Dataset entries:
- - - - - - -

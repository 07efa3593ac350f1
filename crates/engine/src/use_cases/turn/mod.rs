//! Turn orchestration.
//!
//! Sequences one round of play:
//!
//! ```text
//! AwaitingSelection --select_category--> AwaitingTurn
//! AwaitingTurn --request_question(active player)--> Generating
//! Generating --ok--> Displaying --acknowledge_question--> AwaitingTurn (turn advanced)
//! Generating --err--> AwaitingTurn (nothing changed, failure surfaced)
//! ```
//!
//! The session store is the only owner of history and the active player; the
//! orchestrator holds just the transient phase, the displayed question, and
//! the last surfaced failure.
//!
//! All methods take `&self`. The state lock is never held across the
//! generation await, so a shared orchestrator observes `Generating` and a
//! duplicate request made meanwhile is ignored instead of queued.

use std::fmt;
use std::sync::{Arc, Mutex, MutexGuard, PoisonError};

use serde::Serialize;

use closer_domain::{
    Category, DomainError, Player, Question, SessionState, Theme, PROMPT_HISTORY_WINDOW,
};

use crate::infrastructure::ports::{ClockPort, GenerationError, GenerationPort};
use crate::use_cases::prompt::build_prompt;
use crate::use_cases::session::SessionStore;


/// Shown when no provider credential is configured.
pub const MISSING_CONFIGURATION_MESSAGE: &str =
    "Question generation is not configured. Set CLOSER_API_TOKEN and try again.";

/// Shown for every other generation failure.
pub const GENERATION_FAILED_MESSAGE: &str =
    "Couldn't get a question right now. Check your connection and configuration, then try again.";

/// Where the session is in the turn cycle.
#[derive(Debug, Clone, Copy, PartialEq, Eq, Serialize)]
#[serde(rename_all = "snake_case")]
pub enum TurnPhase {
    AwaitingSelection,
    AwaitingTurn,
    Generating,
    Displaying,
}

impl fmt::Display for TurnPhase {
    fn fmt(&self, f: &mut fmt::Formatter<'_>) -> fmt::Result {
        let name = match self {
            Self::AwaitingSelection => "awaiting selection",
            Self::AwaitingTurn => "awaiting turn",
            Self::Generating => "generating",
            Self::Displaying => "displaying",
        };
        f.write_str(name)
    }
}

/// User-facing failure category.
#[derive(Debug, Clone, Copy, PartialEq, Eq, Serialize)]
#[serde(rename_all = "snake_case")]
pub enum FailureKind {
    MissingConfiguration,
    GenerationFailed,
}

/// The last failure as the presentation layer should show it.
#[derive(Debug, Clone, PartialEq, Eq, Serialize)]
pub struct TurnFailure {
    pub kind: FailureKind,
    pub message: String,
}

impl From<&GenerationError> for TurnFailure {
    fn from(error: &GenerationError) -> Self {
        match error {
            GenerationError::MissingCredential => Self {
                kind: FailureKind::MissingConfiguration,
                message: MISSING_CONFIGURATION_MESSAGE.to_string(),
            },
            GenerationError::TransportFailure(_)
            | GenerationError::HttpStatusFailure { .. }
            | GenerationError::MalformedResponse(_) => Self {
                kind: FailureKind::GenerationFailed,
                message: GENERATION_FAILED_MESSAGE.to_string(),
            },
        }
    }
}

/// Why a `request_question` event was dropped.
#[derive(Debug, Clone, Copy, PartialEq, Eq)]
pub enum IgnoreReason {
    /// Stale UI event from the seat that is not up.
    NotYourTurn { requested: Player, active: Player },
    /// Duplicate or premature event.
    WrongPhase(TurnPhase),
    /// The session was reset while the question was being generated.
    Superseded,
}

#[derive(Debug, Clone, PartialEq, Eq)]
pub enum RequestOutcome {
    Displayed(Question),
    Ignored(IgnoreReason),
}

#[derive(Debug, thiserror::Error)]
pub enum TurnError {
    #[error("{event} is not valid while {phase}")]
    InvalidTransition {
        event: &'static str,
        phase: TurnPhase,
    },

    #[error(transparent)]
    InvalidCategory(#[from] DomainError),

    #[error("{}", .failure.message)]
    Generation {
        failure: TurnFailure,
        source: GenerationError,
    },
}

/// Everything the presentation layer reads.
#[derive(Debug, Clone, Serialize)]
pub struct TurnView {
    pub phase: TurnPhase,
    pub session: SessionState,
    pub question: Option<Question>,
    pub error: Option<TurnFailure>,
}

/// Mutable part of the orchestrator, guarded by one lock.
struct TurnInner {
    store: SessionStore,
    phase: TurnPhase,
    current_question: Option<Question>,
    last_error: Option<TurnFailure>,
    /// Bumped when a request starts and on every reset, so a late result
    /// can tell whether it still belongs to the current round.
    epoch: u64,
}

impl TurnInner {
    fn resting_phase(&self) -> TurnPhase {
        if self.store.state().category.is_some() {
            TurnPhase::AwaitingTurn
        } else {
            TurnPhase::AwaitingSelection
        }
    }

    fn owns_generation(&self, epoch: u64) -> bool {
        self.phase == TurnPhase::Generating && self.epoch == epoch
    }
}

/// Puts the phase back to `AwaitingTurn` if the request future is dropped
/// while its generation is still in flight.
struct GeneratingGuard<'a> {
    inner: &'a Mutex<TurnInner>,
    epoch: u64,
}

impl Drop for GeneratingGuard<'_> {
    fn drop(&mut self) {
        let mut inner = self.inner.lock().unwrap_or_else(PoisonError::into_inner);
        if inner.owns_generation(self.epoch) {
            inner.phase = TurnPhase::AwaitingTurn;
        }
    }
}

pub struct TurnOrchestrator {
    inner: Mutex<TurnInner>,
    generator: Arc<dyn GenerationPort>,
    clock: Arc<dyn ClockPort>,
}

impl TurnOrchestrator {
    /// Resume from whatever the store restored: a saved category puts the
    /// session straight into `AwaitingTurn`.
    pub fn new(
        store: SessionStore,
        generator: Arc<dyn GenerationPort>,
        clock: Arc<dyn ClockPort>,
    ) -> Self {
        let mut inner = TurnInner {
            store,
            phase: TurnPhase::AwaitingSelection,
            current_question: None,
            last_error: None,
            epoch: 0,
        };
        inner.phase = inner.resting_phase();
        Self {
            inner: Mutex::new(inner),
            generator,
            clock,
        }
    }

    fn lock(&self) -> MutexGuard<'_, TurnInner> {
        // No invariant spans a panic point inside the lock.
        self.inner.lock().unwrap_or_else(PoisonError::into_inner)
    }

    pub fn phase(&self) -> TurnPhase {
        self.lock().phase
    }

    pub fn session(&self) -> SessionState {
        self.lock().store.state().clone()
    }

    pub fn current_question(&self) -> Option<Question> {
        self.lock().current_question.clone()
    }

    pub fn last_error(&self) -> Option<TurnFailure> {
        self.lock().last_error.clone()
    }

    /// Theme of the chosen category, if one is chosen.
    pub fn theme(&self) -> Option<&'static Theme> {
        self.lock().store.state().category.map(Theme::for_category)
    }

    pub fn view(&self) -> TurnView {
        let inner = self.lock();
        TurnView {
            phase: inner.phase,
            session: inner.store.state().clone(),
            question: inner.current_question.clone(),
            error: inner.last_error.clone(),
        }
    }

    pub fn select_category(&self, category: Category) -> Result<(), TurnError> {
        let mut inner = self.lock();
        expect_phase(&inner, "select_category", TurnPhase::AwaitingSelection)?;

        inner.store.select_category(category);
        inner.last_error = None;
        inner.phase = TurnPhase::AwaitingTurn;
        tracing::info!(category = %category, "Category selected");
        Ok(())
    }

    /// Parse a raw identifier (e.g. from a button or command) and select it.
    pub fn select_category_str(&self, raw: &str) -> Result<(), TurnError> {
        let category: Category = raw.parse()?;
        self.select_category(category)
    }

    /// Generate a question for `player` if it is their turn.
    ///
    /// Stale or duplicate events, including a second request while one is
    /// generating, come back as [`RequestOutcome::Ignored`] and leave
    /// everything untouched. A generation failure leaves the session in
    /// `AwaitingTurn` with history and active player unchanged.
    pub async fn request_question(&self, player: Player) -> Result<RequestOutcome, TurnError> {
        let (category, prompt, epoch) = {
            let mut inner = self.lock();
            if inner.phase != TurnPhase::AwaitingTurn {
                tracing::debug!(player = %player, phase = %inner.phase, "Ignoring question request");
                return Ok(RequestOutcome::Ignored(IgnoreReason::WrongPhase(inner.phase)));
            }

            let state = inner.store.state();
            let active = state.active_player;
            if player != active {
                tracing::debug!(player = %player, active = %active, "Ignoring stale question request");
                return Ok(RequestOutcome::Ignored(IgnoreReason::NotYourTurn {
                    requested: player,
                    active,
                }));
            }

            let Some(category) = state.category else {
                inner.phase = TurnPhase::AwaitingSelection;
                return Ok(RequestOutcome::Ignored(IgnoreReason::WrongPhase(inner.phase)));
            };

            let prompt = build_prompt(category, state.recent_history(PROMPT_HISTORY_WINDOW));
            tracing::debug!(
                player = %player,
                category = %category,
                history_len = state.history.len(),
                "Requesting question"
            );

            inner.epoch += 1;
            inner.phase = TurnPhase::Generating;
            (category, prompt, inner.epoch)
        };

        let _guard = GeneratingGuard {
            inner: &self.inner,
            epoch,
        };
        let result = self.generator.generate(&prompt).await;

        // Declared after `_guard`, so it is released before the guard locks.
        let mut inner = self.lock();
        if !inner.owns_generation(epoch) {
            tracing::info!(player = %player, "Discarding question for a reset session");
            return Ok(RequestOutcome::Ignored(IgnoreReason::Superseded));
        }

        match result {
            Ok(text) => {
                if inner.store.state().has_seen(&text) {
                    tracing::warn!(category = %category, "Generated question repeats recent history");
                }

                let question = Question::new(category, text, self.clock.now());
                inner.store.record_question(question.content.clone());
                inner.current_question = Some(question.clone());
                inner.last_error = None;
                inner.phase = TurnPhase::Displaying;
                tracing::info!(player = %player, question_id = %question.id, "Question ready");
                Ok(RequestOutcome::Displayed(question))
            }
            Err(source) => {
                tracing::warn!(
                    player = %player,
                    error_kind = source.kind(),
                    error = %source,
                    "Question generation failed"
                );
                let failure = TurnFailure::from(&source);
                inner.last_error = Some(failure.clone());
                inner.phase = TurnPhase::AwaitingTurn;
                Err(TurnError::Generation { failure, source })
            }
        }
    }

    /// The displayed question has been read; pass the turn.
    pub fn acknowledge_question(&self) -> Result<(), TurnError> {
        let mut inner = self.lock();
        expect_phase(&inner, "acknowledge_question", TurnPhase::Displaying)?;

        inner.store.advance_turn();
        inner.current_question = None;
        inner.last_error = None;
        inner.phase = TurnPhase::AwaitingTurn;
        tracing::debug!(active = %inner.store.state().active_player, "Turn advanced");
        Ok(())
    }

    /// Start over with the same category: player A, empty history.
    pub fn reset_round(&self) {
        let mut inner = self.lock();
        inner.store.reset_keeping_category();
        inner.current_question = None;
        inner.last_error = None;
        inner.epoch += 1;
        inner.phase = inner.resting_phase();
        tracing::info!("Round reset");
    }

    /// Forget everything, including the category.
    pub fn full_reset(&self) {
        let mut inner = self.lock();
        inner.store.full_reset();
        inner.current_question = None;
        inner.last_error = None;
        inner.epoch += 1;
        inner.phase = TurnPhase::AwaitingSelection;
        tracing::info!("Session fully reset");
    }

    pub async fn check_availability(&self) -> bool {
        self.generator.check_availability().await
    }
}

fn expect_phase(
    inner: &TurnInner,
    event: &'static str,
    expected: TurnPhase,
) -> Result<(), TurnError> {
    if inner.phase == expected {
        Ok(())
    } else {
        tracing::debug!(event, phase = %inner.phase, "Rejecting out-of-phase event");
        Err(TurnError::InvalidTransition {
            event,
            phase: inner.phase,
        })
    }
}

- - - - - - -

→ **What to do**
Verbatim output is expected for the lines from the start of the data to the line in which "pub const MISSING_CONFIGURATION_MESSAGE: &str" appears, both included.

→ **Your response**
repository 07efa3593ac350f1
filename crates/engine/src/use_cases/turn/mod.rs
//! Turn orchestration.
//!
//! Sequences one round of play:
//!
//! ```text
//! AwaitingSelection --select_category--> AwaitingTurn
//! AwaitingTurn --request_question(active player)--> Generating
//! Generating --ok--> Displaying --acknowledge_question--> AwaitingTurn (turn advanced)
//! Generating --err--> AwaitingTurn (nothing changed, failure surfaced)
//! ```
//!
//! The session store is the only owner of history and the active player; the
//! orchestrator holds just the transient phase, the displayed question, and
//! the last surfaced failure.
//!
//! All methods take `&self`. The state lock is never held across the
//! generation await, so a shared orchestrator observes `Generating` and a
//! duplicate request made meanwhile is ignored instead of queued.

use std::fmt;
use std::sync::{Arc, Mutex, MutexGuard, PoisonError};

use serde::Serialize;

use closer_domain::{
    Category, DomainError, Player, Question, SessionState, Theme, PROMPT_HISTORY_WINDOW,
};

use crate::infrastructure::ports::{ClockPort, GenerationError, GenerationPort};
use crate::use_cases::prompt::build_prompt;
use crate::use_cases::session::SessionStore;


/// Shown when no provider credential is configured.
pub const MISSING_CONFIGURATION_MESSAGE: &str =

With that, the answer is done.